▸ What to produce:
Among the records below, find the lines that contain "could" and copy each of them.

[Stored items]
---

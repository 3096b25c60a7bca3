//! Error handling for mcprov.
//!
//! Two error types live here. [`ConfigError`] covers everything that can go
//! wrong while reading and validating a mod document; it is fatal to the parse
//! call and no partial configuration is ever returned alongside it. [`Error`]
//! covers resolution and transfer failures. The acquisition engine downgrades
//! every per-mod [`Error`] to a failed entry in the run result, so only
//! batch-level setup problems ever reach the caller as an `Err`.

use crate::config::Platform;

use std::io;
use std::path::PathBuf;
use thiserror::Error;

/// Errors raised while loading or validating a mod configuration document.
#[derive(Error, Debug)]
pub enum ConfigError {
    /// The document could not be read from disk.
    #[error("Cannot read configuration file {path}")]
    Io {
        path: PathBuf,
        #[source]
        source: io::Error,
    },

    /// The document is not syntactically valid.
    ///
    /// `line` and `column` are 1-based and are zero when the parser could not
    /// locate the problem.
    #[error("Malformed configuration document at line {line}, column {column}: {reason}")]
    Malformed {
        reason: String,
        line: usize,
        column: usize,
    },

    /// A required top-level key is absent.
    #[error("Missing required field: '{0}'")]
    MissingField(&'static str),

    /// A top-level key is present but holds the wrong kind of value.
    #[error("Invalid value for '{field}': {reason}")]
    InvalidField { field: &'static str, reason: String },

    /// A mod entry is structurally invalid.
    #[error("Invalid mod entry at index {index}: {reason}")]
    InvalidEntry { index: usize, reason: String },

    /// A mod entry names a platform outside the supported set.
    #[error("Invalid mod entry at index {index}: invalid platform {value}. Must be 'modrinth' or 'curseforge'")]
    InvalidPlatform { index: usize, value: String },

    /// A mod entry has an empty slug.
    #[error("Invalid mod entry at index {index}: mod slug cannot be empty")]
    EmptySlug { index: usize },

    /// The mod loader is outside the supported set.
    #[error("Invalid mod loader: {0}. Must be 'forge' or 'fabric'")]
    InvalidModLoader(String),

    /// The Minecraft version is empty.
    #[error("Minecraft version cannot be empty")]
    EmptyMinecraftVersion,
}

/// Errors that can happen while resolving or fetching artifacts.
#[derive(Error, Debug)]
pub enum Error {
    /// The configuration document was rejected.
    #[error(transparent)]
    Config(#[from] ConfigError),

    /// No client is available for the requested platform.
    #[error("No {platform} client available")]
    SourceUnavailable { platform: Platform },

    /// The CurseForge client was constructed without an API key.
    #[error("CurseForge API key is required")]
    MissingCredential,

    /// The backend answered, but holds no compatible artifact.
    #[error("'{slug}' not found: {reason}")]
    NotFound { slug: String, reason: String },

    /// A network or HTTP failure.
    #[error("{context}")]
    Transport {
        context: String,
        #[source]
        source: reqwest_middleware::Error,
    },

    /// Error from the underlying URL parser or the expected URL format.
    #[error("Invalid URL: {0}")]
    InvalidUrl(String),

    /// I/O Error.
    #[error("I/O error")]
    IOError {
        #[from]
        source: io::Error,
    },

    /// Error from the Reqwest library, raised while building a client.
    #[error("Reqwest Error")]
    Reqwest {
        #[from]
        source: reqwest::Error,
    },

    /// Internal state became unusable.
    #[error("Internal error: {0}")]
    Internal(String),
}

impl Error {
    /// Wrap a transport failure with a short description of what was attempted.
    pub fn transport(
        context: impl Into<String>,
        source: impl Into<reqwest_middleware::Error>,
    ) -> Self {
        Error::Transport {
            context: context.into(),
            source: source.into(),
        }
    }

    /// Shorthand for [`Error::NotFound`].
    pub fn not_found(slug: impl Into<String>, reason: impl Into<String>) -> Self {
        Error::NotFound {
            slug: slug.into(),
            reason: reason.into(),
        }
    }
}

/// Result type alias for operations that can fail with an mcprov [`Error`].
pub type Result<T> = std::result::Result<T, Error>;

---

▸ Response area:
    /// The document could not be read from disk.
    /// `line` and `column` are 1-based and are zero when the parser could not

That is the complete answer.